Where the Argument Could Break
The math invites two serious objections. The first is that the independence assumption is wrong. Real pipeline steps do not fail independently: a bad input tends to fail at several steps, and a well-built step can absorb an upstream mistake. True. The model is a simplification, and what survives the simplification is the shape of the curve. Whether the exponent is exact or approximate, end-to-end reliability decays as chains lengthen, and nobody who has operated a long pipeline in production disputes the decay.

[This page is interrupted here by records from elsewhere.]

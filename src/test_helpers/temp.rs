use std::fs;
use std::path::{Path, PathBuf};
use tempfile::TempDir;

/// Test context with temporary directory management.
/// Automatically cleans up when dropped.
pub struct TestContext {
    temp_dir: TempDir,
}

impl TestContext {
    /// Create a new test context with a fresh temporary directory
    pub fn new() -> Self {
        Self {
            temp_dir: TempDir::new().expect("Failed to create temp dir"),
        }
    }

    /// Get the root path of the temporary directory
    pub fn root(&self) -> &Path {
        self.temp_dir.path()
    }

    /// Create a file with content at the given relative path
    pub fn create_file(&self, relative_path: &str, content: &str) -> PathBuf {
        let path = self.root().join(relative_path);
        if let Some(parent) = path.parent() {
            fs::create_dir_all(parent).expect("Failed to create parent dirs");
        }
        fs::write(&path, content).expect("Failed to write file");
        path
    }

    /// Create a file with binary content at the given relative path
    pub fn create_file_bytes(&self, relative_path: &str, content: &[u8]) -> PathBuf {
        let path = self.root().join(relative_path);
        if let Some(parent) = path.parent() {
            fs::create_dir_all(parent).expect("Failed to create parent dirs");
        }
        fs::write(&path, content).expect("Failed to write file");
        path
    }

    /// Create an empty file (touch)
    pub fn touch(&self, relative_path: &str) -> PathBuf {
        self.create_file(relative_path, "")
    }

    /// Create a directory at the given relative path
    pub fn create_dir(&self, relative_path: &str) -> PathBuf {
        let path = self.root().join(relative_path);
        fs::create_dir_all(&path).expect("Failed to create dir");
        path
    }

    /// Create an image file of `size` bytes filled with a repeating byte,
    /// for image-transfer and memory-read-output tests.
    pub fn create_image(&self, relative_path: &str, size: usize, fill: u8) -> PathBuf {
        self.create_file_bytes(relative_path, &vec![fill; size])
    }

    /// Get full path for a relative path
    pub fn path(&self, relative: &str) -> PathBuf {
        self.root().join(relative)
    }

    /// Check if a relative path exists
    pub fn exists(&self, relative: &str) -> bool {
        self.path(relative).exists()
    }

    /// Read file content at relative path
    pub fn read_file(&self, relative: &str) -> String {
        fs::read_to_string(self.path(relative)).expect("Failed to read file")
    }
}

impl Default for TestContext {
    fn default() -> Self {
        Self::new()
    }
}
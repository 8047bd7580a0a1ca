//! Host-side driver for the Qualcomm Sahara and Streaming DLOAD boot and
//! recovery protocols.
//!
//! The crate is layered leaf-first: [`transport`] is the only component
//! that touches the OS serial API; [`hdlc`] is a pure, fuzzable framing
//! codec used only by Streaming DLOAD; [`sahara`] and [`dload`] are the two
//! protocol engines, each generic over [`transport::Transport`] so they can
//! be driven from the in-memory [`transport::ChannelTransport`] in tests;
//! [`adapter`] is the contract a front end (the `sahara-rs` CLI, or a future
//! GUI) implements for logging, progress, and confirmation prompts. Library
//! code never initializes a logger itself — only the `sahara-rs` binary
//! does, via `env_logger`, so this crate stays embeddable.

pub mod adapter;
pub mod cli;
pub mod config;
pub mod dload;
pub mod error;
pub mod hdlc;
pub mod hexdump;
pub mod sahara;
pub mod transport;

#[cfg(test)]
pub mod test_helpers;

pub use adapter::{FrontendAdapter, LogLevel, PathKind, WorkerEvent};
pub use dload::DloadEngine;
pub use error::{Error, ErrorKind, Result};
pub use sahara::SaharaEngine;
pub use transport::{SerialTransport, Transport};
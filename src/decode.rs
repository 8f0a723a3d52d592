use crate::{
    call::CallSuccess, wire, Itinerary, RouteLeg, RoutePlanError, RouteQuery, StopRef,
};

pub(crate) fn build_route_request(query: &RouteQuery) -> wire::RouteRequest {
    let (from_id, from_name) = split_stop_ref(&query.from);
    let (to_id, to_name) = split_stop_ref(&query.to);

    wire::RouteRequest {
        from_id,
        to_id,
        from_name,
        to_name,
        depart: query.depart.clone(),
    }
}

fn split_stop_ref(stop: &StopRef) -> (Option<String>, Option<String>) {
    match stop {
        StopRef::Id(id) => (Some(id.clone()), None),
        StopRef::Name(name) => (None, Some(name.clone())),
    }
}

pub(crate) fn decode_route_response(body: &str) -> Result<Itinerary, RoutePlanError> {
    let response: wire::RouteResponse = serde_json::from_str(body).map_err(|err| {
        RoutePlanError::Decode(format!("invalid route response JSON: {err}; body: {body}"))
    })?;

    if !response.ok {
        return Err(RoutePlanError::Api(
            response.error.unwrap_or_else(|| "no route found".to_owned()),
        ));
    }
    if response.legs.is_empty() {
        return Err(RoutePlanError::Decode(
            "route response contains no legs".to_owned(),
        ));
    }

    let legs = response.legs.into_iter().map(decode_leg).collect();
    Ok(Itinerary {
        legs,
        total_minutes: response.total,
        transfers: response.transfers,
    })
}

fn decode_leg(leg: wire::Leg) -> RouteLeg {
    RouteLeg {
        trip: leg.trip,
        headsign: leg.headsign,
        departure_min: leg.dep,
        arrival_min: leg.arr,
        from_id: leg.from_id,
        from_name: leg.from_name,
        to_id: leg.to_id,
        to_name: leg.to_name,
    }
}

/// Structural check used during endpoint discovery: the body parses as a
/// JSON object carrying the route envelope's boolean `ok` flag. Semantic
/// failures (`ok: false`) still count as the right endpoint.
pub(crate) fn looks_like_route_envelope(success: &CallSuccess) -> bool {
    serde_json::from_str::<serde_json::Value>(&success.body)
        .map(|value| value.get("ok").is_some_and(serde_json::Value::is_boolean))
        .unwrap_or(false)
}
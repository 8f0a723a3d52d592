use routeplan_http::{RoutePlanClient, RouteQuery, StopRef, WarmupState};

#[tokio::main]
async fn main() -> anyhow::Result<()> {
    let client = RoutePlanClient::from_env().map_err(anyhow::Error::msg)?;

    let mut warmup = WarmupState::new();
    if !client.warm_up(&mut warmup).await {
        eprintln!("backend did not answer warm-up probes, trying anyway");
    }

    let query = RouteQuery::new("Stockholm Frihamnen", StopRef::name("T-Centralen"))
        .depart_at("08:00");
    let itinerary = client.plan_route(&query).await?;

    println!(
        "Total: {} min  ·  Transfers: {}",
        itinerary.total_minutes.round(),
        itinerary.transfers
    );
    for leg in &itinerary.legs {
        println!(
            "{} {}  →  {} {}  ({})",
            leg.departure_hhmm(),
            leg.from_name,
            leg.arrival_hhmm(),
            leg.to_name,
            leg.trip.as_deref().unwrap_or("walk"),
        );
    }

    Ok(())
}
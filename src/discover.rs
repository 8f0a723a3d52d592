use crate::call::{call_with_timeout, CallSuccess, RequestSpec};

/// One candidate request shape for an endpoint whose exact contract is
/// not pinned down yet.
#[derive(Clone, Debug)]
pub struct EndpointCandidate {
    /// Identifies the candidate in logs and in the resolved result; the
    /// typed client uses the deployment base URL here.
    pub label: String,
    /// Request to try against the candidate.
    pub spec: RequestSpec,
}

impl EndpointCandidate {
    pub fn new(label: impl Into<String>, spec: RequestSpec) -> Self {
        Self {
            label: label.into(),
            spec,
        }
    }
}

/// Where the operational endpoint comes from.
///
/// `Probe` is a one-time capability negotiation: candidates are tried in
/// priority order and the first structurally valid answer wins. Once the
/// backend contract is known, swap in `Fixed` and skip the probing.
#[derive(Clone, Debug)]
pub enum EndpointSource {
    Fixed(EndpointCandidate),
    Probe(Vec<EndpointCandidate>),
}

impl EndpointSource {
    /// Resolves to a usable endpoint, or `None` when every candidate is
    /// rejected.
    ///
    /// `Fixed` resolves without touching the network. `Probe` issues one
    /// timeout-bounded call per candidate; a candidate is accepted only
    /// when it answers 2xx and `is_valid` approves the response shape.
    pub async fn resolve<F>(&self, http: &reqwest::Client, is_valid: F) -> Option<EndpointCandidate>
    where
        F: Fn(&CallSuccess) -> bool,
    {
        match self {
            Self::Fixed(candidate) => Some(candidate.clone()),
            Self::Probe(candidates) => {
                for candidate in candidates {
                    match call_with_timeout(http, &candidate.spec).await {
                        Ok(success) if is_valid(&success) => {
                            #[cfg(feature = "tracing")]
                            tracing::debug!(label = %candidate.label, "endpoint candidate accepted");
                            return Some(candidate.clone());
                        }
                        _ => {
                            #[cfg(feature = "tracing")]
                            tracing::debug!(label = %candidate.label, "endpoint candidate rejected");
                        }
                    }
                }
                None
            }
        }
    }
}

#[cfg(test)]
mod tests {
    use super::{EndpointCandidate, EndpointSource};
    use crate::call::RequestSpec;

    #[tokio::test]
    async fn fixed_source_resolves_without_probing() {
        let candidate = EndpointCandidate::new(
            "https://backend",
            RequestSpec::post("https://backend/api/route"),
        );
        let source = EndpointSource::Fixed(candidate);

        let resolved = source
            .resolve(&reqwest::Client::new(), |_| false)
            .await
            .expect("fixed source must resolve");
        assert_eq!(resolved.label, "https://backend");
    }

    #[tokio::test]
    async fn empty_probe_list_resolves_to_none() {
        let source = EndpointSource::Probe(Vec::new());
        assert!(source
            .resolve(&reqwest::Client::new(), |_| true)
            .await
            .is_none());
    }
}
use std::time::{Duration, Instant};

use tokio::time::sleep;

use crate::backoff::BackoffSchedule;
use crate::call::{call_with_timeout, RequestSpec};

/// Where a session stands in the wake-the-backend lifecycle.
#[derive(Clone, Copy, Debug, Default, PartialEq, Eq)]
pub enum WarmupPhase {
    /// No probe has run yet.
    #[default]
    Cold,
    /// A probe is in flight or the last round is still undecided.
    Probing,
    /// The backend answered a probe.
    Warm,
    /// Every probe of the last round failed.
    Unreachable,
}

/// Per-session probe bookkeeping.
///
/// Create one at session start and pass it into the probe functions. The
/// readiness signal is advisory — a warm backend can go cold again, so
/// real operations still run under their own retry schedule.
#[derive(Clone, Debug, Default)]
pub struct WarmupState {
    phase: WarmupPhase,
    last_probe_at: Option<Instant>,
}

impl WarmupState {
    pub fn new() -> Self {
        Self::default()
    }

    pub fn phase(&self) -> WarmupPhase {
        self.phase
    }

    pub fn is_warm(&self) -> bool {
        self.phase == WarmupPhase::Warm
    }

    /// When the most recent probe was issued, if any.
    pub fn last_probe_at(&self) -> Option<Instant> {
        self.last_probe_at
    }

    fn record_probe(&mut self) {
        self.phase = WarmupPhase::Probing;
        self.last_probe_at = Some(Instant::now());
    }
}

/// Probes the backend until it answers, or gives up.
///
/// Issues up to `max_attempts` probes, stopping at the first 2xx answer.
/// Waits `backoff.delay_clamped(attempt)` between attempts. Returns
/// whether the backend answered; the same signal lands in `state`.
/// Never errors — callers decide what an unreachable backend means.
pub async fn wait_for_warmup(
    http: &reqwest::Client,
    probe: &RequestSpec,
    max_attempts: usize,
    backoff: &BackoffSchedule,
    state: &mut WarmupState,
) -> bool {
    for attempt in 0..max_attempts {
        state.record_probe();
        if call_with_timeout(http, probe).await.is_ok() {
            state.phase = WarmupPhase::Warm;
            #[cfg(feature = "tracing")]
            tracing::debug!(attempt, "backend answered warm-up probe");
            return true;
        }

        if attempt + 1 < max_attempts {
            let delay = backoff.delay_clamped(attempt);
            #[cfg(feature = "tracing")]
            tracing::debug!(attempt, delay_ms = delay.as_millis() as u64, "probe failed, waiting");
            if !delay.is_zero() {
                sleep(delay).await;
            }
        }
    }

    state.phase = WarmupPhase::Unreachable;
    false
}

/// Issues a single probe unless one already ran within `cooldown`.
///
/// Returns `None` when the probe was skipped, `Some(is_warm)` otherwise.
/// UI layers can call this on every interaction without flooding the
/// backend.
pub async fn probe_if_cooled_down(
    http: &reqwest::Client,
    probe: &RequestSpec,
    cooldown: Duration,
    state: &mut WarmupState,
) -> Option<bool> {
    if let Some(last) = state.last_probe_at {
        if last.elapsed() < cooldown {
            return None;
        }
    }

    state.record_probe();
    state.phase = match call_with_timeout(http, probe).await {
        Ok(_) => WarmupPhase::Warm,
        Err(_) => WarmupPhase::Unreachable,
    };
    Some(state.is_warm())
}

#[cfg(test)]
mod tests {
    use super::{WarmupPhase, WarmupState};

    #[test]
    fn fresh_state_is_cold() {
        let state = WarmupState::new();
        assert_eq!(state.phase(), WarmupPhase::Cold);
        assert!(!state.is_warm());
        assert!(state.last_probe_at().is_none());
    }

    #[test]
    fn recording_a_probe_enters_probing_and_stamps_time() {
        let mut state = WarmupState::new();
        state.record_probe();
        assert_eq!(state.phase(), WarmupPhase::Probing);
        assert!(state.last_probe_at().is_some());
    }
}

The second objection is that self-correction makes external governance unnecessary: have the agent check its own work, or have a second model verify the first. I agree, and that is governance. A verifier model is a quality gate. A self-consistency check is a confidence threshold. The argument was never for committees and sign-off meetings. It is for checking machinery between steps, and it does not matter whether the checker is a rule, a model, or a person, only that it exists and that its failure modes differ from the step it checks.
The Organizational Implication
Teams that get bad results from autonomous agents and conclude that agentic AI does not work are usually experiencing the stacking errors problem. The agents are operating at their specified accuracy. The pipeline architecture is the problem: it was designed assuming that 95% per step means 95% end to end.
The fix is better governance infrastructure: quality gates, structured output validation, confidence thresholds, and human approval points at the right places. Governance is the engine of trust. Without the engine, the car does not move, and without governance, autonomous agents never reach the reliability the organization needs from them.